--- Records shown ---

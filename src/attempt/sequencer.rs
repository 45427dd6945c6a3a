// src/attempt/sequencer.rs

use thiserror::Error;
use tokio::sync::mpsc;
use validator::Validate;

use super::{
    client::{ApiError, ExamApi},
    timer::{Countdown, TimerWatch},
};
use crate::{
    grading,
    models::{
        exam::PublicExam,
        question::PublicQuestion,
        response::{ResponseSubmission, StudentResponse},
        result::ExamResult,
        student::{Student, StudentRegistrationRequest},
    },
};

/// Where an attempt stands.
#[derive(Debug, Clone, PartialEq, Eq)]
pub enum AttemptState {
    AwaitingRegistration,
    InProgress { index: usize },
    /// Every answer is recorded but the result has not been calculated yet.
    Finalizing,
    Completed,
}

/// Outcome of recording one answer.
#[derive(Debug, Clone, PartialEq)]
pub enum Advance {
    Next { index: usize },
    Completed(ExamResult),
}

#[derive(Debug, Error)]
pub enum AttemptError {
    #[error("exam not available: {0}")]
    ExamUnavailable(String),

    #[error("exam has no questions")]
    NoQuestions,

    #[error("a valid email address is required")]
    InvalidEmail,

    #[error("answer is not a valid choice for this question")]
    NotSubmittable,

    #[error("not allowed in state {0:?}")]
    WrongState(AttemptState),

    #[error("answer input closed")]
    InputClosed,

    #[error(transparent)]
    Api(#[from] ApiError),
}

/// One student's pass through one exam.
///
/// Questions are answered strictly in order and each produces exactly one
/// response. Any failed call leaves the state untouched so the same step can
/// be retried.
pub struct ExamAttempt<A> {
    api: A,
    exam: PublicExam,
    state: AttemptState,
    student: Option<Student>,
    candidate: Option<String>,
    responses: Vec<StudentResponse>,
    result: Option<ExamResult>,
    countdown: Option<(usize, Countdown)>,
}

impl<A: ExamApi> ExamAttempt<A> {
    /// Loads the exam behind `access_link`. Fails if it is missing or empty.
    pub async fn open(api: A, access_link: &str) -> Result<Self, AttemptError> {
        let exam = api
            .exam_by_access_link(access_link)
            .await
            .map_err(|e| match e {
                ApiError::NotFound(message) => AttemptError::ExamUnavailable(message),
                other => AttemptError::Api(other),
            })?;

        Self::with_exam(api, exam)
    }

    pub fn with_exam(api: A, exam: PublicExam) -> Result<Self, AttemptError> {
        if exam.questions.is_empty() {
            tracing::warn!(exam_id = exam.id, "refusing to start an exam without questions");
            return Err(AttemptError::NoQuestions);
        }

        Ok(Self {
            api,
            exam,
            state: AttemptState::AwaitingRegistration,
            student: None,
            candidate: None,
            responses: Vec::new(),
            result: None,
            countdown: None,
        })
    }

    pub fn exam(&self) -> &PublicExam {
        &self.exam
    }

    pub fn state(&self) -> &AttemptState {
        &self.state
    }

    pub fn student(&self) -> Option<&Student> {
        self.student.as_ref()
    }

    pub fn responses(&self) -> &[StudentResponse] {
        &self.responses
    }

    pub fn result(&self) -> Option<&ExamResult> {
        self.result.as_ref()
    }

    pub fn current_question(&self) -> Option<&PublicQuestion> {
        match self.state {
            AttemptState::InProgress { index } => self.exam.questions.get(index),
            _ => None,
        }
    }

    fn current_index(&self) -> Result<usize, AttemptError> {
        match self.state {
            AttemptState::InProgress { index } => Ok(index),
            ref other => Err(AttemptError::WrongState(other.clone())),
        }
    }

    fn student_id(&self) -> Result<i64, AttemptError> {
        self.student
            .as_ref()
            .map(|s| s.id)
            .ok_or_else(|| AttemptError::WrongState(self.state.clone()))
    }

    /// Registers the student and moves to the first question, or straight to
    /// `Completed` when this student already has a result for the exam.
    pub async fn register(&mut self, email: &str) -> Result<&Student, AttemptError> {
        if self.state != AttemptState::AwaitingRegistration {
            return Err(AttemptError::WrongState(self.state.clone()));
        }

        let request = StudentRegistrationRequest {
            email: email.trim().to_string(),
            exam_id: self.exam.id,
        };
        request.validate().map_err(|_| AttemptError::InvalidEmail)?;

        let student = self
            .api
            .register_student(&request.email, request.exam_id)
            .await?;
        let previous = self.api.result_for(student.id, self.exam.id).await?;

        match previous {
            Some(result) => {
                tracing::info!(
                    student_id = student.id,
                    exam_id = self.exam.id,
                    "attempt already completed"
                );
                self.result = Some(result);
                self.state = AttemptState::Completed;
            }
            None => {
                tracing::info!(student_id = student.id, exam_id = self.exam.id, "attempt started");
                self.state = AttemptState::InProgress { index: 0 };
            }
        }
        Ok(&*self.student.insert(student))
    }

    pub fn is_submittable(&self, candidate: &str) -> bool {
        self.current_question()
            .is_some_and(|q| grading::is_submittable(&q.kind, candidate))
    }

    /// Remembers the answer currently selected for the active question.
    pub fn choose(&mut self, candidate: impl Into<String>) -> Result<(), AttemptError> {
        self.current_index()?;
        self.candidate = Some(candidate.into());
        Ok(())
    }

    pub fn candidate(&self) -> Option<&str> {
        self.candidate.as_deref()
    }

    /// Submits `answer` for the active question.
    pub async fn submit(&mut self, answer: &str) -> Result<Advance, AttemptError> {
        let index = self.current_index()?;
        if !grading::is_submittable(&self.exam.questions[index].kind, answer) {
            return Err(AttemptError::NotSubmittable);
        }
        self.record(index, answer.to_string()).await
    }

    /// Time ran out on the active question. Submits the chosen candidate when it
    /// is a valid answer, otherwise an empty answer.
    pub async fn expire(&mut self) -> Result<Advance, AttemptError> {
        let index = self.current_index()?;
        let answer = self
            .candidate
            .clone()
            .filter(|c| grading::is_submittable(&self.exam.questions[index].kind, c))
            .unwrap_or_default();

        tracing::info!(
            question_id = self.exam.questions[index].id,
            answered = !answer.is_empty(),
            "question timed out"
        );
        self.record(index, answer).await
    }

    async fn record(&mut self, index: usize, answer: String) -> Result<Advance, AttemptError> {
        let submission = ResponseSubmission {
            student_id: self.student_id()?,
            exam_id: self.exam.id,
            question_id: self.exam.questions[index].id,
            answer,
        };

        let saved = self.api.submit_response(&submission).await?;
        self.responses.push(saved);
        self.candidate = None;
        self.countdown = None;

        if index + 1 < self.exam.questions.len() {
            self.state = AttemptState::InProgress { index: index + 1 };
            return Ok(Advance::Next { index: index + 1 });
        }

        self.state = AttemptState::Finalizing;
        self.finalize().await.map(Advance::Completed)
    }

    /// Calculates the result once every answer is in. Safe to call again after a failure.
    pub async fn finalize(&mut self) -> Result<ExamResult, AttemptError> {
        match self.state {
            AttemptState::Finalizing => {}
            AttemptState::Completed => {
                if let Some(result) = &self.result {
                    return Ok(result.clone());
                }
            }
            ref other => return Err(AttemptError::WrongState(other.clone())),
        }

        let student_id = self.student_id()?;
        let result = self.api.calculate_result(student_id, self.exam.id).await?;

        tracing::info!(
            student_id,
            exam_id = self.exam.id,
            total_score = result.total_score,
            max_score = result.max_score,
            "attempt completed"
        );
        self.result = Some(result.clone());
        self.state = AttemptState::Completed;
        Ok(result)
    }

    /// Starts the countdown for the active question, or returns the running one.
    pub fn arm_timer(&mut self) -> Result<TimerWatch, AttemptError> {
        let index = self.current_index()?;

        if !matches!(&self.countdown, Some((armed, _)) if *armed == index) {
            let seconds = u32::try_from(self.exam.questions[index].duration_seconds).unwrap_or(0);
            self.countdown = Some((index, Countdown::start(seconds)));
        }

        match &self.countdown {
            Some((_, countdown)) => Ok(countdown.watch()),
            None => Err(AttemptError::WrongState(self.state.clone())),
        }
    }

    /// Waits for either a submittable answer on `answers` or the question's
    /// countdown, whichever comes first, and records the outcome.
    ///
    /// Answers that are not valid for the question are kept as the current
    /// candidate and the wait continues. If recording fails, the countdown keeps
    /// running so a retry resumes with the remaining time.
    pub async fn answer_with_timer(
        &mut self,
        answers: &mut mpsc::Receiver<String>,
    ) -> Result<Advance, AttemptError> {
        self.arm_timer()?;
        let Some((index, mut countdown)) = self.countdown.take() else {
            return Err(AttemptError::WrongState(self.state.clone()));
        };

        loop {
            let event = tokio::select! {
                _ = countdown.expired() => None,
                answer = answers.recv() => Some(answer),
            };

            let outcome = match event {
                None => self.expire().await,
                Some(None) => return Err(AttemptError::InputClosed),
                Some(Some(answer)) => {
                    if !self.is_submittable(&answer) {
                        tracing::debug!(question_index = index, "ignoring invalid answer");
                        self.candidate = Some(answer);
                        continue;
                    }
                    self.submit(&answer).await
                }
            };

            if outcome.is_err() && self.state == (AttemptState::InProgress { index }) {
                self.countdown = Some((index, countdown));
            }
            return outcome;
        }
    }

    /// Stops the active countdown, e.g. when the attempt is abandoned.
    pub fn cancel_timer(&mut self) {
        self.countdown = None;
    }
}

---
--- Records shown ---

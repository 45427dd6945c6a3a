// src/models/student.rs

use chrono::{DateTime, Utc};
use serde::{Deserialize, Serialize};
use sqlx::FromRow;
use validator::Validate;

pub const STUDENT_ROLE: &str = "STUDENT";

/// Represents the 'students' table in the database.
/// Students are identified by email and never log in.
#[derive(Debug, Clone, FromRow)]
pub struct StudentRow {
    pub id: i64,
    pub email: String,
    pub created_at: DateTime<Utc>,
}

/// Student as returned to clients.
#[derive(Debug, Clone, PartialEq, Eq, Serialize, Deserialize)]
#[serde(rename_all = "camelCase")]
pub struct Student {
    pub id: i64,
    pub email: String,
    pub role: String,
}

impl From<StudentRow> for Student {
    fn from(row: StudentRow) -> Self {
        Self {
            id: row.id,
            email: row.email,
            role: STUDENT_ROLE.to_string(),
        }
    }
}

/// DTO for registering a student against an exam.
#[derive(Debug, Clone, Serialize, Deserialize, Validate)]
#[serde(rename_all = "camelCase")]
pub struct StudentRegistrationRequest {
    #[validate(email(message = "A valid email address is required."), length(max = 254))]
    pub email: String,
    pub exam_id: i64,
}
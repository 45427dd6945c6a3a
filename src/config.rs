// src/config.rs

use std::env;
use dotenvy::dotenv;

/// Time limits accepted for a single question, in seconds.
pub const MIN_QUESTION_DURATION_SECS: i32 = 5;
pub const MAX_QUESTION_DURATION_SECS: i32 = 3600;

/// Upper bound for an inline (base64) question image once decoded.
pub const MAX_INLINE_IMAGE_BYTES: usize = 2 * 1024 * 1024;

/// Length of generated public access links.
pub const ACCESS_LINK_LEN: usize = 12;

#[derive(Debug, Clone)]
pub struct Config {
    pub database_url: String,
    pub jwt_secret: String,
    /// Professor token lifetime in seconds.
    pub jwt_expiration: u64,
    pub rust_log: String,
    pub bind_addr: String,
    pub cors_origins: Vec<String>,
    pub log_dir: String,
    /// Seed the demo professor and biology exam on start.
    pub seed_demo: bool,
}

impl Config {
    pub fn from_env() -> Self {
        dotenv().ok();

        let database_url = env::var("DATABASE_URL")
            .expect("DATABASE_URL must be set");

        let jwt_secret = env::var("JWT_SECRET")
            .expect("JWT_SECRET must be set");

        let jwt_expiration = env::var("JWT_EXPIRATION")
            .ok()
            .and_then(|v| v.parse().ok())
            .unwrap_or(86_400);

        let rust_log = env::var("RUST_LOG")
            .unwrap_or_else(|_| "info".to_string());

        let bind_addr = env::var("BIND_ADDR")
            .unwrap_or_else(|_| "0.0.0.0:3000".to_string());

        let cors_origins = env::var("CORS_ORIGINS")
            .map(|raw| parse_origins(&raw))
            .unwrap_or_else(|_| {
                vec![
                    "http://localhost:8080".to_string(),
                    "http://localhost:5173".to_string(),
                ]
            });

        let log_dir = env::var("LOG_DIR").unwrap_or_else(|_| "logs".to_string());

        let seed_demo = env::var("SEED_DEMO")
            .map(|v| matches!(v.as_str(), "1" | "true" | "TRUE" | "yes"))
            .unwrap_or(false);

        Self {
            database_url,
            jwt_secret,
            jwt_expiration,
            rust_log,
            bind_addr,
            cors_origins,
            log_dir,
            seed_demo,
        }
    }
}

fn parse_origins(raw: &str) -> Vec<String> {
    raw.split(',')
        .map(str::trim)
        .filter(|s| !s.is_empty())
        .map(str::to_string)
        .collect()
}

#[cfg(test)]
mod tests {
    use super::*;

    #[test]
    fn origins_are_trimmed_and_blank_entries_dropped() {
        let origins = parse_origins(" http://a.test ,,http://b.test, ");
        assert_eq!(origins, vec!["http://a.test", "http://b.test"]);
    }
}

---

Task |
Among the records, find every line holding the word "kind" and copy it.

Response area |
            .is_some_and(|q| grading::is_submittable(&q.kind, candidate))
        if !grading::is_submittable(&self.exam.questions[index].kind, answer) {
            .filter(|c| grading::is_submittable(&self.exam.questions[index].kind, c))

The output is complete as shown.